Still Tomorrow

#StillTomorrowFilmPBS
PBS Premiere: Aug. 6, 2018Check the broadcast schedule »

Filmmaker Statement

This film shows distinct female perspectives and centers on women's issues. The main theme is how a woman gains economic and personal independence and then struggles for freedom in love and in life.

Most of Yu Xiuhua's poems are about love. For more than twenty years, she has pursued love but never succeeded in finding it. There is no love between her and her husband. For Yu Xiuhua, living a life without love is unacceptable, and she unleashes her emotions in her poems. After her poem collections are published, she gains financial independence and readies herself for divorce. In different social settings, Yu Xiuhua meets many male writers and journalists. She develops feelings for several different people, and she is unwavering in her commitment never to give up chasing love--indeed, she becomes more determined than ever to divorce her husband.

In China, a woman asking for a divorce is often seen as immoral. Yu Xiuhua faces three obstacles to divorce. The first comes from her husband. Out of pride, he does not agree to a divorce at first. It is not until Yu Xiuhua agrees to give him money that he feels duly respected and compensated. The second comes from her mother. This is a bigger conflict, involving the gap between women of different generations. Yu Xiuhua's mother is a traditional rural woman. She believes that a woman needs to have a marriage, and that having a family is more important than having true love. Yu Xiuhua's mother has always tried to make plans for her and influence her, yet Yu Xiuhua resists these efforts. However, she is emotionally close to her mother. When her mother is diagnosed with cancer, Yu Xiuhua finds herself in a dilemma. The third obstacle to divorce takes the form of social pressure. In China, a woman may get a bad reputation if she ditches her husband after becoming famous.

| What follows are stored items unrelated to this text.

//! swapdeck quote/order proxy - entry point.

mod config;
mod error;
mod logging;

use anyhow::Result;
use clap::Parser;
use config::AppConfig;
use std::sync::Arc;
use swapdeck_aggregator::HttpAggregator;
use swapdeck_demo::DemoSimulator;
use swapdeck_gateway::{run_server, AppState};
use tracing::info;

/// DEX-aggregator quote/order proxy server
#[derive(Parser, Debug)]
#[command(version, about, long_about = None)]
struct Args {
    /// Configuration file path (can also be set via SWAPDECK_CONFIG env var)
    #[arg(short, long)]
    config: Option<String>,
}

#[tokio::main]
async fn main() -> Result<()> {
    let args = Args::parse();

    logging::init_logging()?;

    info!("Starting swapdeck v{}", env!("CARGO_PKG_VERSION"));

    // Config path: CLI arg > SWAPDECK_CONFIG env var > default
    let config_path = args
        .config
        .or_else(|| std::env::var("SWAPDECK_CONFIG").ok())
        .unwrap_or_else(|| "config/default.toml".to_string());

    info!(config_path = %config_path, "Loading configuration");

    let mut config = AppConfig::load(&config_path)?;
    config.resolve_credential();

    info!(
        mode = ?config.gateway.mode,
        port = config.gateway.port,
        aggregator_url = %config.gateway.aggregator_url,
        credential_configured = config.gateway.api_key.is_some(),
        "Configuration loaded"
    );

    let upstream = HttpAggregator::new(
        config.gateway.aggregator_url.clone(),
        config.gateway.api_key.clone(),
    )?;

    let state = AppState::new(
        config.gateway.mode,
        Arc::new(upstream),
        Arc::new(DemoSimulator::new()),
    );

    run_server(state, config.gateway.port)
        .await
        .map_err(|e| anyhow::anyhow!(e))?;

    Ok(())
}
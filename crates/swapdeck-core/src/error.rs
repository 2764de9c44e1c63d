//! Error types for swapdeck-core.

use thiserror::Error;

/// Core error types.
#[derive(Debug, Error)]
pub enum CoreError {
    #[error("Missing required parameter: {0}")]
    MissingParam(&'static str),

    #[error("Invalid chain id: {0}")]
    InvalidChainId(u64),
}

/// Result type alias for core operations.
pub type Result<T> = std::result::Result<T, CoreError>;
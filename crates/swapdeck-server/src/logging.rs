//! Structured logging initialization.

use crate::error::{AppError, AppResult};
use tracing_subscriber::{fmt, layer::SubscriberExt, util::SubscriberInitExt, EnvFilter};

/// Initialize structured logging.
///
/// JSON output for production, pretty output for development.
pub fn init_logging() -> AppResult<()> {
    let env_filter = EnvFilter::try_from_default_env()
        .unwrap_or_else(|_| EnvFilter::new("info,swapdeck=debug"));

    let is_production = std::env::var("RUST_ENV")
        .map(|v| v == "production")
        .unwrap_or(false);

    let result = if is_production {
        tracing_subscriber::registry()
            .with(env_filter)
            .with(
                fmt::layer()
                    .json()
                    .with_current_span(true)
                    .with_span_list(true),
            )
            .try_init()
    } else {
        tracing_subscriber::registry()
            .with(env_filter)
            .with(
                fmt::layer()
                    .pretty()
                    .with_target(true)
                    .with_thread_names(true),
            )
            .try_init()
    };

    result.map_err(|e| AppError::Logging(e.to_string()))
}
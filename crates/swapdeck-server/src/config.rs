//! Application configuration.

use crate::error::{AppError, AppResult};
use serde::{Deserialize, Serialize};
use std::path::Path;
use swapdeck_gateway::GatewayConfig;

/// Environment variable carrying the upstream credential. Overrides
/// anything in the config file so the key stays out of committed TOML.
pub const API_KEY_ENV: &str = "AGGREGATOR_API_KEY";

#[derive(Debug, Clone, Default, Serialize, Deserialize)]
pub struct AppConfig {
    #[serde(default)]
    pub gateway: GatewayConfig,
}

impl AppConfig {
    /// Load from a file if it exists, otherwise fall back to defaults.
    pub fn load(config_path: &str) -> AppResult<Self> {
        if Path::new(config_path).exists() {
            Self::from_file(config_path)
        } else {
            tracing::warn!(path = %config_path, "Config file not found, using defaults");
            Ok(Self::default())
        }
    }

    /// Load from a specific file.
    pub fn from_file(path: &str) -> AppResult<Self> {
        let content = std::fs::read_to_string(path)
            .map_err(|e| AppError::Config(format!("Failed to read config: {e}")))?;
        Self::parse(&content)
    }

    fn parse(content: &str) -> AppResult<Self> {
        toml::from_str(content).map_err(|e| AppError::Config(format!("Failed to parse config: {e}")))
    }

    /// Fill the credential from the environment when present. Absence
    /// is not an error here; live requests surface it at first use.
    pub fn resolve_credential(&mut self) {
        if let Ok(key) = std::env::var(API_KEY_ENV) {
            if !key.is_empty() {
                self.gateway.api_key = Some(key);
            }
        }
    }
}

#[cfg(test)]
mod tests {
    use super::*;
    use swapdeck_core::RuntimeMode;

    #[test]
    fn test_parse_full_config() {
        let config = AppConfig::parse(
            r#"
            [gateway]
            port = 8080
            mode = "production"
            aggregator_url = "https://example.test"
            "#,
        )
        .unwrap();

        assert_eq!(config.gateway.port, 8080);
        assert_eq!(config.gateway.mode, RuntimeMode::Production);
        assert_eq!(config.gateway.aggregator_url, "https://example.test");
        assert!(config.gateway.api_key.is_none());
    }

    #[test]
    fn test_parse_empty_config_uses_defaults() {
        let config = AppConfig::parse("").unwrap();
        assert_eq!(config.gateway.port, 3000);
        assert_eq!(config.gateway.mode, RuntimeMode::Development);
    }

    #[test]
    fn test_parse_rejects_bad_toml() {
        assert!(matches!(
            AppConfig::parse("gateway = \"nope\""),
            Err(AppError::Config(_))
        ));
    }

    #[test]
    fn test_env_credential_overrides_file() {
        let mut config = AppConfig::parse("[gateway]\napi_key = \"from-file\"").unwrap();
        std::env::set_var(API_KEY_ENV, "from-env");
        config.resolve_credential();
        std::env::remove_var(API_KEY_ENV);

        assert_eq!(config.gateway.api_key.as_deref(), Some("from-env"));
    }
}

Yu Xiuhua also faces other difficult situations. Before Yu Xiuhua became well known, she lived an Emily Dickinson-style life, writing poems in isolation in the countryside. She shares Dickinson's loneliness and fragility. Yu Xiuhua is also similar to Virginia Woolf, both emotionally and in life experience. Woolf had serious mental illness, and Yu is often in agony over her failed pursuit of love. Pain plays an important role in the work of these women writers: the more pain they feel, the more touching their writing becomes.

Yu Xiuhua inspired a new wave of poetry reading in China. Her readers are mostly women. She gives Chinese women, buried under an onslaught of daily chores, new hope. She has cerebral palsy, but she doesn't let that stop her from creating powerful literature.

This film also shows the difficulties and challenges faced by a disabled and sensitive woman. Yu Xiuhua hates her disabilities. Cerebral palsy makes it difficult for her to move around and affects her appearance. Yu Xiuhua once said, "I feel my voice cannot adequately deliver my poems; my soul is trapped by my body." She writes poems to break through the confines of her body, to conquer physical deficiencies with literary beauty and to fulfill bodily yearnings with poetic desires and emotions. Yu Xiuhua's struggles and pursuit of love are tragic. Even after divorce, she cannot find emotional and bodily fulfillment because of her disabilities. As she writes, "Is it true that there is still tomorrow? / What a pity that there is still tomorrow."

In addition, the film shows the power of new media in modern China, where a person who appears on the Internet can become well-known overnight. For a time, Yu Xiuhua's name is the subject of more online searches than the names of movie stars like Daniel Craig. New media changes her fate. Yu Xiuhua says it is like a dream.

Although I am a man, I developed a very good relation with Yu Xiuhua during filming. She sees me as a close friend, since I very carefully read and try to understand her and her poems. She let me film many private moments and was willing to open up to me. Also, women members of my team helped me build female perspectives into the film.